研究課題
若手研究(B)
内側側頭葉てんかん患者においてはしばしば海馬硬化症が認められ、臨床的に同部位がてんかん原性に寄与していることが示唆されている。しかしながら、病理組織学的には、硬化性海馬には神経細胞脱落やGliosisが認められ、それがどのようにてんかん原性と結びつくのかは明らかになっていない。長年このパラドックスに対する解が示されてこなかった理由のひとつは、同病態における形態と機能を融合させることが技術的に困難であったためであろう。この命題に対するアプローチとして、我々は、手術で摘出されたヒトのてんかん焦点脳組織から急性スライス標本を作製し、光学的・電気生理学的な解析を行うという試みを続けている。フラビン蛍光イメージング法は、ミトコンドリア内の活動依存性の自家蛍光変化をリアルタイムで画像化する手法である。神経活動によく相関し、空間解像度に優れている。摘出された海馬組織より直ちに脳スライス標本を作製して、電気刺激により惹起された神経活動を同法により解析した。また、スライスを作製した鏡面の組織標本を作製し、病理組織学的解析を行った。これにより、てんかん病巣における機能異常、すなわち神経回路レベルでの異常活動を解析するとともに、これに形態変化を対比して、病態形成機序を検討することが可能となった。その結果、我々は、海馬硬化症ではその進行度によって異なる2つのてんかん原性機序が存在することを見出した。すなわち、Watson Grade IV相当以上の重度の海馬硬化症では、歯状回顆粒細胞における異常な反響回路の形成が、一方、Watson Grade 0-III相当の比較的軽度(早期)の海馬硬化症では、海馬支脚における神経細胞の興奮性増強がてんかん原性機序の主体となっていると思われた。
1: 当初の計画以上に進展している
当初計画においては、海馬硬化症における歯状回のてんかん原性を検討することを想定していた。それはこれまでの動物実験の結果を踏まえてのものである。その点については、機能的裏付けとともに形態学的変化をも捉えることに成功した。本研究においてはさらに、海馬支脚にも歯状回とは独立して、アデノシン受容体の変調が関与するてんかん原性が存在しうることが明らかとなり、予想外の進展を得ることができた。

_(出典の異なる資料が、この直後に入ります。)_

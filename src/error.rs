//! Error types surfaced by the handlers.
//!
//! Both kinds end at the handler boundary as a 404; neither reaches the listener.

use std::path::PathBuf;
use thiserror::Error;

/// Failure to obtain a telemetry snapshot from the power utility.
#[derive(Debug, Error)]
pub enum CollectorError {
    /// The utility could not be started (missing binary, permissions).
    #[error("failed to launch `{program}`: {source}")]
    Launch {
        program: String,
        #[source]
        source: std::io::Error,
    },

    /// The utility ran but reported failure.
    #[error("`{program}` exited with {status}")]
    Exit {
        program: String,
        status: std::process::ExitStatus,
    },

    /// Standard output was not valid UTF-8 text.
    #[error("`{program}` produced unreadable output")]
    Decode { program: String },
}

/// A static file could not be read. Every I/O failure folds into this one kind.
#[derive(Debug, Error)]
#[error("file not found: {}", .path.display())]
pub struct NotFound {
    pub path: PathBuf,
}
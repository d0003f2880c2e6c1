use battery_beacon::config::Config;
use battery_beacon::routes::{Routes, StaticFileResolver};
use battery_beacon::server::listener;
use battery_beacon::telemetry::CommandCollector;

#[tokio::main(flavor = "current_thread")]
async fn main() -> anyhow::Result<()> {
    tracing_subscriber::fmt()
        .with_target(false)
        .with_level(true)
        .init();

    tracing::info!("Battery server is starting");
    let cfg = Config::load()?;

    let routes = Routes::new(
        CommandCollector::from_config(&cfg.collector),
        StaticFileResolver::new(&cfg.root),
    );
    tracing::info!(
        root = %cfg.root.display(),
        collector = %cfg.collector.program,
        "Serving files"
    );

    let tcp = listener::bind(&cfg).await?;

    tokio::select! {
        res = listener::serve(tcp, &routes) => {
            res?;
        }

        _ = tokio::signal::ctrl_c() => {
            tracing::info!("Shutdown signal received");
        }
    }

    Ok(())
}
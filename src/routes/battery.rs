use crate::http::response::Response;
use crate::telemetry::TelemetrySource;

pub const BATTERY_ERROR_MESSAGE: &str = "404 - Unable to retrieve battery status";

/// Collects a snapshot and renders it, or a 404 when the utility fails.
///
/// A failed collection never yields a JSON body.
pub fn battery_response<T>(source: &T) -> Response
where
    T: TelemetrySource + ?Sized,
{
    match source.collect() {
        Ok(snapshot) => Response::json(snapshot.to_json()),
        Err(e) => {
            tracing::warn!(error = %e, "Battery status unavailable");
            Response::not_found(BATTERY_ERROR_MESSAGE)
        }
    }
}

本研究課題においては海馬硬化症のてんかん原性に二重の機序が、硬化の進展度合いに応じて関与しているという結果を得た。このことは病理学的に提唱されていた海馬硬化症の病期分類を機能的に裏付ける結果でもある。今後はさらに、病理学的分類と実験結果との相関を検討していく必要がある。また、アデノシン受容体を介したてんかん原性が示唆されたため、てんかんの制御に寄与しうるよう、薬理学的検討を進めて行く必要がある。
当初想定していたよりも順調に研究が進行したため、うまくいかなかったときの選択肢として組んでいた実験が不要となったため。想定外の結果も得られたことから、それに対する新たな実験を組む必要があり、使用する予定である。